I never knew such a special day of observance existed until I watched a commercial on TV last week. I don’t even remember the product or service the ad was pitching.
But Quitters Day is actually a thing. (Must be. I saw it on Google.)
The second Friday of January has been designated as Quitters Day because it has been determined that most people who developed resolutions for the new year have abandoned them by this date. (This year, Quitters Day is January 10th.)
Whether a person develops resolutions, intentions, or a short list of dreams and goals with the help of a highly paid life coach or in a drunken stupor on New Year’s Eve, we’ve been indoctrinated into thinking that a life without goals and measurements is pretty much worthless.
Many people quickly embrace new goal-setting systems or the latest best-selling author’s podcast interview condensed advice for making strategies for attainment work this time when they have failed in the past only to be disappointed.
No doubt about it. Change is hard.
I had a weird experience of this early in December.
I woke up one morning with a sore back and a stiff neck. Not unreasonably, I concluded that my side of the bed had gotten too soft. I sleep on the side of my king-sized, low tech example of sleep technology near the window and reading lamp. My dog, all twenty-one pounds of her, sleeps on the other side.
The imprints of our respective bodies must be firmly imprinted into the coils.
As I don’t have adequate size or upper body strength to rotate the mattress myself, my solution was to simply sleep on the other, less utilized, side of the bed. This, of course, confused my dog as it confused me. My body didn’t want to fall asleep from this new position. My pup gravitated towards the middle, it being almost familiar territory. Of course, it defeats the purpose of having a big bed if you have to crowd into a fraction of it.
Change is hard.
It seems like the people in your circles, not necessarily intending to disempower or harm you, will pull you back into patterns they’re more comfortable with.
Becoming happier is not simply about reaching goals. It’s not just about writing down what you want or visualizing how great you’ll feel once you reach a goal. It’s not only an exercise in imagination like finetuning wardrobe details when you live a day as Emily of Emily in Paris.
Clarifying goals and dreams can be powerful. Self-understanding always is, but success is not instantaneous. Writing resolutions or having a goal buddy is not like taking Ozempic or Mounjaro for the soul. We can’t expect things to turn around immediately.
Maybe getting what we want doesn’t serve any greater purpose and will not be supported in getting realized outside of our own efforts. Maybe what we think are important goals — driving a certain kind of car, living in a certain neighborhood, having a particular career — are actually the dreams of parents or friends. Maybe we think we want the lives of people we admire.
I’m not sure why, but I felt compelled to write down a handful of actions aligned with my values and yearnings. Probably reflective of my age, my declarations revolved around regular doses of music and feelings of connection.
“Calling instead of texting fifty percent of the time” and doing more things “outside of my comfort zone” came up.
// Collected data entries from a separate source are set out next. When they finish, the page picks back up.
use crate::shared::usecase::{execute, UseCase};
use crate::{error::BattleBoardError, shared::auth::protect_route};
use actix_web::{web, HttpRequest, HttpResponse};
use battleboard_api_structs::update_note::*;
use battleboard_domain::{ContestNote, NoteChange, User};
use battleboard_infra::BattleBoardContext;

pub async fn update_note_controller(
    http_req: HttpRequest,
    body: web::Json<RequestBody>,
    ctx: web::Data<BattleBoardContext>,
) -> Result<HttpResponse, BattleBoardError> {
    let user = protect_route(&http_req, &ctx).await?;

    let body = body.0;
    let usecase = UpdateNoteUseCase {
        user,
        contest_id: body.contest_id,
        note: body.note,
    };

    execute(usecase, &ctx)
        .await
        .map(|note| {
            let res = match note {
                Some(note) => APIResponse::saved(note),
                None => APIResponse::removed(),
            };
            HttpResponse::Ok().json(res)
        })
        .map_err(BattleBoardError::from)
}

/// Writes the note a `User` keeps for a contest. A blank note removes the existing one.
#[derive(Debug)]
pub struct UpdateNoteUseCase {
    pub user: User,
    pub contest_id: i64,
    pub note: String,
}

#[derive(Debug, PartialEq)]
pub enum UseCaseError {
    EmptyNote,
    StorageError,
}

impl From<UseCaseError> for BattleBoardError {
    fn from(e: UseCaseError) -> Self {
        match e {
            UseCaseError::EmptyNote => Self::BadClientData("Note can not be empty".into()),
            UseCaseError::StorageError => Self::InternalError,
        }
    }
}

#[async_trait::async_trait(?Send)]
impl UseCase for UpdateNoteUseCase {
    /// The note after the write, `None` if it was removed
    type Response = Option<ContestNote>;
    type Error = UseCaseError;

    const NAME: &'static str = "UpdateNote";

    async fn execute(&mut self, ctx: &BattleBoardContext) -> Result<Self::Response, Self::Error> {
        let mut user = self.user.clone();
        let now = ctx.sys.get_timestamp_millis();

        if user.set_note(self.contest_id, self.note.clone(), now) == NoteChange::Rejected {
            return Err(UseCaseError::EmptyNote);
        }
        user.updated = now;

        ctx.repos
            .users
            .save(&user)
            .await
            .map_err(|_| UseCaseError::StorageError)?;

        Ok(user.find_note(self.contest_id).cloned())
    }
}

#[cfg(test)]
mod test {
    use super::*;
    use battleboard_infra::StaticTimeSys;
    use std::sync::Arc;

    async fn setup() -> (BattleBoardContext, User) {
        let mut ctx = BattleBoardContext::create_inmemory();
        ctx.sys = Arc::new(StaticTimeSys(500));
        let user = User::new(
            "champ".into(),
            "champ@example.com".into(),
            "hash".into(),
            None,
            0,
        );
        ctx.repos.users.insert(&user).await.unwrap();
        (ctx, user)
    }

    fn usecase(user: User, note: &str) -> UpdateNoteUseCase {
        UpdateNoteUseCase {
            user,
            contest_id: 11,
            note: note.into(),
        }
    }

    #[actix_web::test]
    async fn it_creates_and_replaces_note() {
        let (ctx, user) = setup().await;

        let note = usecase(user.clone(), "binary search on answer")
            .execute(&ctx)
            .await
            .unwrap()
            .unwrap();
        assert_eq!(note.note, "binary search on answer");
        assert_eq!(note.created, 500);

        let user = ctx.repos.users.find(&user.id).await.unwrap();
        let note = usecase(user.clone(), "segment tree")
            .execute(&ctx)
            .await
            .unwrap()
            .unwrap();
        assert_eq!(note.note, "segment tree");

        let stored = ctx.repos.users.find(&user.id).await.unwrap();
        assert_eq!(stored.notes.len(), 1);
    }

    #[actix_web::test]
    async fn it_removes_note_when_blank() {
        let (ctx, user) = setup().await;
        usecase(user.clone(), "greedy").execute(&ctx).await.unwrap();

        let user = ctx.repos.users.find(&user.id).await.unwrap();
        assert_eq!(usecase(user.clone(), "   ").execute(&ctx).await.unwrap(), None);
        let stored = ctx.repos.users.find(&user.id).await.unwrap();
        assert!(stored.find_note(11).is_none());
    }

    #[actix_web::test]
    async fn it_rejects_blank_note_without_existing_note() {
        let (ctx, user) = setup().await;
        assert_eq!(
            usecase(user, "").execute(&ctx).await.unwrap_err(),
            UseCaseError::EmptyNote
        );
    }
}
I also told myself to look at my experiences and record things I wanted to pay attention to, contemplating what my “notices” might mean. The concept of building self-trust seemed lacking until I added, “Appreciate incremental progress.”
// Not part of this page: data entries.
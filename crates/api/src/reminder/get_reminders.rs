use crate::{error::BattleBoardError, shared::auth::protect_route};
use actix_web::{web, HttpRequest, HttpResponse};
use battleboard_api_structs::get_reminders::*;
use battleboard_infra::BattleBoardContext;

pub async fn get_reminders_controller(
    http_req: HttpRequest,
    ctx: web::Data<BattleBoardContext>,
) -> Result<HttpResponse, BattleBoardError> {
    let user = protect_route(&http_req, &ctx).await?;

    Ok(HttpResponse::Ok().json(APIResponse::new(user.reminder_preferences)))
}
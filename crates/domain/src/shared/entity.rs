use serde::{de::Visitor, Deserialize, Serialize};
use std::{fmt::Display, str::FromStr};
use thiserror::Error;
use uuid::Uuid;

pub trait Entity {
    fn id(&self) -> &ID;
    fn eq(&self, other: &Self) -> bool {
        self.id() == other.id()
    }
}

#[derive(Debug, Clone, PartialEq, Eq, Hash)]
pub struct ID(Uuid);

impl ID {
    pub fn new() -> Self {
        Self(Uuid::new_v4())
    }

    pub fn as_string(&self) -> String {
        self.0.to_string()
    }

    pub fn inner(self) -> Uuid {
        self.0
    }

    pub fn inner_ref(&self) -> &Uuid {
        &self.0
    }
}

impl Default for ID {
    fn default() -> Self {
        Self::new()
    }
}

impl From<Uuid> for ID {
    fn from(id: Uuid) -> Self {
        Self(id)
    }
}

impl Display for ID {
    fn fmt(&self, f: &mut std::fmt::Formatter<'_>) -> std::fmt::Result {
        write!(f, "{}", self.as_string())
    }
}

#[derive(Error, Debug)]
pub enum InvalidIDError {
    #[error("ID: {0} is malformed")]
    Malformed(String),
}

impl FromStr for ID {
    type Err = InvalidIDError;

    fn from_str(s: &str) -> Result<Self, Self::Err> {
        Uuid::parse_str(s)
            .map(Self)
            .map_err(|_| InvalidIDError::Malformed(s.to_string()))
    }
}

impl Serialize for ID {
    fn serialize<S>(&self, serializer: S) -> Result<S::Ok, S::Error>
    where
        S: serde::Serializer,
    {
        serializer.serialize_str(&self.as_string())
    }
}

impl<'de> Deserialize<'de> for ID {
    fn deserialize<D>(deserializer: D) -> Result<Self, D::Error>
    where
        D: serde::Deserializer<'de>,
    {
        struct IDVisitor;

        impl<'de> Visitor<'de> for IDVisitor {
            type Value = ID;

            fn expecting(&self, formatter: &mut std::fmt::Formatter) -> std::fmt::Result {
                formatter.write_str("A valid string id representation")
            }

            fn visit_str<E>(self, value: &str) -> Result<ID, E>
            where
                E: serde::de::Error,
            {
                value
                    .parse::<ID>()
                    .map_err(|_| E::custom(format!("Malformed id: {}", value)))
            }
        }

        deserializer.deserialize_str(IDVisitor)
    }
}

#[cfg(test)]
mod tests {
    use super::*;

    #[test]
    fn it_parses_its_own_string_representation() {
        let id = ID::new();
        let parsed = id.as_string().parse::<ID>().expect("To parse id");
        assert_eq!(parsed, id);
    }

    #[test]
    fn it_rejects_malformed_ids() {
        assert!("".parse::<ID>().is_err());
        assert!("not-an-id".parse::<ID>().is_err());
    }

    #[test]
    fn it_serializes_as_plain_string() {
        let id = ID::new();
        let json = serde_json::to_string(&id).unwrap();
        assert_eq!(json, format!("\"{}\"", id));
        let back: ID = serde_json::from_str(&json).unwrap();
        assert_eq!(back, id);
    }
}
Change might be hard, especially changing from the inside out, but reminding yourself that the purpose of your life is to experience more joy just takes continual awareness and adjustments.
If we can ask ourselves does this thing I’m about to do (or invest in or re-commit to) make me happier or less happy and adapt accordingly, we get into a great habit — and we don’t need to look at a calendar.
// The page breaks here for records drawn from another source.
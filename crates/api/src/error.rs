use actix_web::{
    http::{header, StatusCode},
    HttpResponse,
};
use thiserror::Error;

#[derive(Error, Debug)]
pub enum BattleBoardError {
    #[error("Internal server error")]
    InternalError,
    #[error("Invalid data provided: Error message: `{0}`")]
    BadClientData(String),
    #[error("There was a conflict with the request. Error message: `{0}`")]
    Conflict(String),
    #[error("Unauthorized request. Error message: `{0}`")]
    Unauthorized(String),
    #[error("404 Not found. Error message: `{0}`")]
    NotFound(String),
}

impl actix_web::error::ResponseError for BattleBoardError {
    fn status_code(&self) -> StatusCode {
        match *self {
            Self::InternalError => StatusCode::INTERNAL_SERVER_ERROR,
            Self::BadClientData(_) => StatusCode::BAD_REQUEST,
            Self::Unauthorized(_) => StatusCode::UNAUTHORIZED,
            Self::Conflict(_) => StatusCode::CONFLICT,
            Self::NotFound(_) => StatusCode::NOT_FOUND,
        }
    }

    fn error_response(&self) -> HttpResponse {
        HttpResponse::build(self.status_code())
            .insert_header((header::CONTENT_TYPE, "text/html; charset=utf-8"))
            .body(self.to_string())
    }
}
Acknowledging incremental progress is no small thing.
Deborah, this was such a beautifully insightful post! The concept of Quitters Day really puts into perspective how difficult it is to sustain change, but I love your approach—reminding us that progress happens in small, incremental steps, not in instant transformations.
Your story about switching sides of the bed perfectly illustrates how even small changes can feel uncomfortable at first, yet adapting and realigning with what truly brings us joy is what makes the process worthwhile. The idea of consistently asking “Does this make me happier or less happy?” is such a powerful habit to cultivate.
Thank you for this thoughtful reflection—it’s a great reminder that true growth isn’t about rigid goal-setting but about staying mindful, flexible, and appreciative of every step forward.
Looking forward to more of your wisdom!
Thank you for your comment. The issue of just being present is something many of us work on. I’m no exception. I’m a hospice volunteer. People tell me that this role must be hard. I’ll explain it only requires me to be present. It has come to my attention that I’m uncomfortable with some things, then I realize these thoughts are part of what I need to be present to.